Be Rational Get Real


[1] Put it this way, if you’re an individual (I will exempt broker-dealers, HFT and many professional investors from this next statement because they are often doing something different) and you’re not employing a discounted cash flows formula, you’re gambling, not investing.  Which is to say, 99.5% (and I rounded down to be conservative) of us are gambling when we purchase an individual stock.

[2] Are the Chinese buying it?  Is your gym-budding selling? Will baby-boomer demographic trends boost this?  Is Bill Ackman short the stock?  Is it a breakthrough miracle drug?  Will nano-technology make it obsolete?  All hype.

[3] I’m using an annuity to illustrate the use of the discounted cash flow formula because it’s easier to talk about the straight math of future annuity cash flows than it is to talk about modeling future stock dividends and profits.  That involves a longer conversation about equities actually just being a series of future cash flows, which most people will not want to wrap their head around at this time.

[4] By the way, I just re-read my piece on annuities from six months ago.  You should go read it.  It’s good.

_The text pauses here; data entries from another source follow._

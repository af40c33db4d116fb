// This module implements the generic directed graph used by the CFG builder and the
// dominator pass. Nodes are small dense integer ids (a proc's block indices); each node keeps
// its predecessor list and an ordered successor edge list. classify() performs one
// depth-first walk from the entry node with an explicit stack, recording discovery (pre)
// numbers, tree edges and the postorder; the postorder is reversed into the reverse
// postorder (RPO) and every edge is then classified as tree, forward, backward or cross
// from its endpoints' discovery and RPO numbers. The RPO produced here is the iteration
// order the dominator fixpoint depends on. Nodes unreachable from the entry keep no
// numbers and their edges stay unclassified.

//! Directed graph with reverse-postorder sorting and edge classification.

use std::fmt;

/// Dense node identifier.
pub type NodeId = u32;

/// DFS classification of an edge.
#[derive(Debug, Clone, Copy, PartialEq, Eq)]
pub enum EdgeKind {
    /// Not yet classified, or the source is unreachable.
    Unclassified,
    /// Edge of the DFS spanning tree.
    Tree,
    /// Edge to a proper descendant that is not a tree edge.
    Forward,
    /// Edge to an ancestor (or self); marks a loop.
    Backward,
    /// Edge between unrelated subtrees.
    Cross,
}

impl EdgeKind {
    fn as_str(self) -> &'static str {
        match self {
            EdgeKind::Unclassified => "?",
            EdgeKind::Tree => "tree",
            EdgeKind::Forward => "forward",
            EdgeKind::Backward => "backward",
            EdgeKind::Cross => "cross",
        }
    }
}

/// Outgoing edge.
#[derive(Debug, Clone, Copy, PartialEq, Eq)]
pub struct Edge {
    pub target: NodeId,
    pub kind: EdgeKind,
}

#[derive(Debug, Clone, Default)]
struct GraphNode {
    preds: Vec<NodeId>,
    succs: Vec<Edge>,
    pre: Option<u32>,
    rpo: Option<u32>,
}

/// Directed graph keyed by dense node ids.
#[derive(Debug, Clone)]
pub struct Graph {
    entry: NodeId,
    nodes: Vec<GraphNode>,
    rpo_order: Vec<NodeId>,
    edge_count: usize,
}

impl Graph {
    /// Create a graph whose DFS starts at `entry`.
    pub fn new(entry: NodeId) -> Self {
        let mut graph = Self {
            entry,
            nodes: Vec::new(),
            rpo_order: Vec::new(),
            edge_count: 0,
        };
        graph.add_node(entry);
        graph
    }

    pub fn entry(&self) -> NodeId {
        self.entry
    }

    /// Make sure `node` exists; ids below it are created as isolated nodes.
    pub fn add_node(&mut self, node: NodeId) {
        let needed = node as usize + 1;
        if self.nodes.len() < needed {
            self.nodes.resize_with(needed, GraphNode::default);
        }
    }

    /// Insert `from -> to`. Returns false if the edge already existed.
    pub fn add_edge(&mut self, from: NodeId, to: NodeId) -> bool {
        self.add_node(from.max(to));
        if self.nodes[from as usize].succs.iter().any(|e| e.target == to) {
            return false;
        }
        self.nodes[from as usize].succs.push(Edge {
            target: to,
            kind: EdgeKind::Unclassified,
        });
        self.nodes[to as usize].preds.push(from);
        self.edge_count += 1;
        true
    }

    pub fn node_count(&self) -> usize {
        self.nodes.len()
    }

    pub fn edge_count(&self) -> usize {
        self.edge_count
    }

    /// Predecessors of `node` in insertion order.
    pub fn preds(&self, node: NodeId) -> &[NodeId] {
        self.nodes
            .get(node as usize)
            .map(|n| n.preds.as_slice())
            .unwrap_or(&[])
    }

    /// Successor edges of `node` in insertion order.
    pub fn succ_edges(&self, node: NodeId) -> &[Edge] {
        self.nodes
            .get(node as usize)
            .map(|n| n.succs.as_slice())
            .unwrap_or(&[])
    }

    /// Successor ids of `node` in insertion order.
    pub fn succs(&self, node: NodeId) -> impl Iterator<Item = NodeId> + '_ {
        self.succ_edges(node).iter().map(|e| e.target)
    }

    pub fn has_edge(&self, from: NodeId, to: NodeId) -> bool {
        self.succs(from).any(|t| t == to)
    }

    /// Classification of `from -> to`, if that edge exists.
    pub fn edge_kind(&self, from: NodeId, to: NodeId) -> Option<EdgeKind> {
        self.succ_edges(from)
            .iter()
            .find(|e| e.target == to)
            .map(|e| e.kind)
    }

    /// Reachable nodes in reverse postorder. Empty until [`Graph::classify`] ran.
    pub fn rpo(&self) -> &[NodeId] {
        &self.rpo_order
    }

    /// Position of `node` in the reverse postorder.
    pub fn rpo_number(&self, node: NodeId) -> Option<u32> {
        self.nodes.get(node as usize).and_then(|n| n.rpo)
    }

    /// DFS discovery number of `node`.
    pub fn pre_number(&self, node: NodeId) -> Option<u32> {
        self.nodes.get(node as usize).and_then(|n| n.pre)
    }

    pub fn is_reachable(&self, node: NodeId) -> bool {
        self.rpo_number(node).is_some()
    }

    /// Depth-first walk from the entry computing discovery numbers, the reverse
    /// postorder and the kind of every edge.
    pub fn classify(&mut self) {
        for node in &mut self.nodes {
            node.pre = None;
            node.rpo = None;
            for edge in &mut node.succs {
                edge.kind = EdgeKind::Unclassified;
            }
        }

        let mut postorder = Vec::with_capacity(self.nodes.len());
        let mut pre_counter = 0u32;
        // (node, index of the next successor to visit)
        let mut stack: Vec<(NodeId, usize)> = vec![(self.entry, 0)];
        self.nodes[self.entry as usize].pre = Some(pre_counter);
        pre_counter += 1;

        while let Some(&(node, next)) = stack.last() {
            let succ_count = self.nodes[node as usize].succs.len();
            if next < succ_count {
                if let Some(top) = stack.last_mut() {
                    top.1 += 1;
                }
                let target = self.nodes[node as usize].succs[next].target;
                if self.nodes[target as usize].pre.is_none() {
                    self.nodes[target as usize].pre = Some(pre_counter);
                    pre_counter += 1;
                    self.nodes[node as usize].succs[next].kind = EdgeKind::Tree;
                    stack.push((target, 0));
                }
            } else {
                stack.pop();
                postorder.push(node);
            }
        }

        postorder.reverse();
        for (idx, &node) in postorder.iter().enumerate() {
            self.nodes[node as usize].rpo = Some(idx as u32);
        }
        self.rpo_order = postorder;

        for from in 0..self.nodes.len() {
            let (Some(from_pre), Some(from_rpo)) = (self.nodes[from].pre, self.nodes[from].rpo) else {
                continue;
            };
            for i in 0..self.nodes[from].succs.len() {
                let edge = self.nodes[from].succs[i];
                if edge.kind == EdgeKind::Tree {
                    continue;
                }
                let target = &self.nodes[edge.target as usize];
                let (Some(to_pre), Some(to_rpo)) = (target.pre, target.rpo) else {
                    continue;
                };
                let kind = if to_rpo <= from_rpo {
                    if to_pre <= from_pre {
                        EdgeKind::Backward
                    } else {
                        EdgeKind::Cross
                    }
                } else if to_pre > from_pre {
                    EdgeKind::Forward
                } else {
                    EdgeKind::Cross
                };
                self.nodes[from].succs[i].kind = kind;
            }
        }
    }

    /// Nodes that have no path from the entry.
    pub fn unreachable_nodes(&self) -> Vec<NodeId> {
        (0..self.nodes.len() as NodeId)
            .filter(|&n| !self.is_reachable(n))
            .collect()
    }
}

impl fmt::Display for Graph {
    fn fmt(&self, f: &mut fmt::Formatter<'_>) -> fmt::Result {
        for (id, node) in self.nodes.iter().enumerate() {
            write!(f, "L{} ->", id)?;
            for edge in &node.succs {
                write!(f, " L{}[{}]", edge.target, edge.kind.as_str())?;
            }
            writeln!(f)?;
        }
        Ok(())
    }
}

#[cfg(test)]
mod tests {
    use super::*;

    fn diamond() -> Graph {
        let mut g = Graph::new(0);
        g.add_edge(0, 1);
        g.add_edge(0, 2);
        g.add_edge(1, 3);
        g.add_edge(2, 3);
        g.classify();
        g
    }

    #[test]
    fn test_duplicate_edges_are_ignored() {
        let mut g = Graph::new(0);
        assert!(g.add_edge(0, 1));
        assert!(!g.add_edge(0, 1));
        assert_eq!(g.edge_count(), 1);
        assert_eq!(g.preds(1), &[0]);
    }

    #[test]
    fn test_rpo_of_diamond() {
        let g = diamond();
        assert_eq!(g.rpo()[0], 0);
        assert_eq!(*g.rpo().last().unwrap(), 3);
        assert_eq!(g.rpo().len(), 4);
    }

    #[test]
    fn test_diamond_edge_kinds() {
        let g = diamond();
        assert_eq!(g.edge_kind(0, 1), Some(EdgeKind::Tree));
        assert_eq!(g.edge_kind(0, 2), Some(EdgeKind::Tree));
        assert_eq!(g.edge_kind(1, 3), Some(EdgeKind::Tree));
        // 3 was discovered through 1 before 2 got visited
        assert_eq!(g.edge_kind(2, 3), Some(EdgeKind::Cross));
    }

    #[test]
    fn test_loop_back_edge() {
        let mut g = Graph::new(0);
        g.add_edge(0, 1);
        g.add_edge(1, 2);
        g.add_edge(2, 1);
        g.add_edge(1, 3);
        g.classify();
        assert_eq!(g.edge_kind(2, 1), Some(EdgeKind::Backward));
        assert_eq!(g.edge_kind(1, 3), Some(EdgeKind::Tree));
    }

    #[test]
    fn test_forward_edge() {
        let mut g = Graph::new(0);
        g.add_edge(0, 1);
        g.add_edge(1, 2);
        g.add_edge(0, 2);
        g.classify();
        assert_eq!(g.edge_kind(0, 2), Some(EdgeKind::Forward));
    }

    #[test]
    fn test_self_loop_is_backward() {
        let mut g = Graph::new(0);
        g.add_edge(0, 0);
        g.classify();
        assert_eq!(g.edge_kind(0, 0), Some(EdgeKind::Backward));
    }

    #[test]
    fn test_unreachable_nodes() {
        let mut g = Graph::new(0);
        g.add_edge(0, 1);
        g.add_edge(2, 1);
        g.classify();
        assert_eq!(g.unreachable_nodes(), vec![2]);
        assert_eq!(g.edge_kind(2, 1), Some(EdgeKind::Unclassified));
    }
}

[5] I mentioned USAA before in my piece on annuities, because their customer service is awesome.  I have no relationship to them other than as a customer and I just like them.  I assume their quote is standard for an annuity provider, neither better nor worse than the competition.  As I wrote you before, USAA, you should totally make me your President Palmer, peddling life insurance for you.  Call me, maybe.

[6] This time with the formula I’ve introduced the variable p, which is the number of times per year that money gets compounded.  In the case of monthly payments, p is 12, because I have to take into account compounding 12 times per year.  N remains the number associated with each payment, from 1 to 180 in our example, unique to each monthly payment.  Yield, also known as Discount Rate, is the variable I’m going to solve for, to figure out whether the investment is a good deal or not.

[7] Those of you reading this who have spreadsheet experience will note that it’s very simple to create 180 nearly identical rows of formulas simply by a click-and-drag of a single formula.  Similarly, adding up 180 different discounted cash flows is as easy as typing “=sum()” into a spreadsheet cell and referencing the correct cells.  Out pops the answer.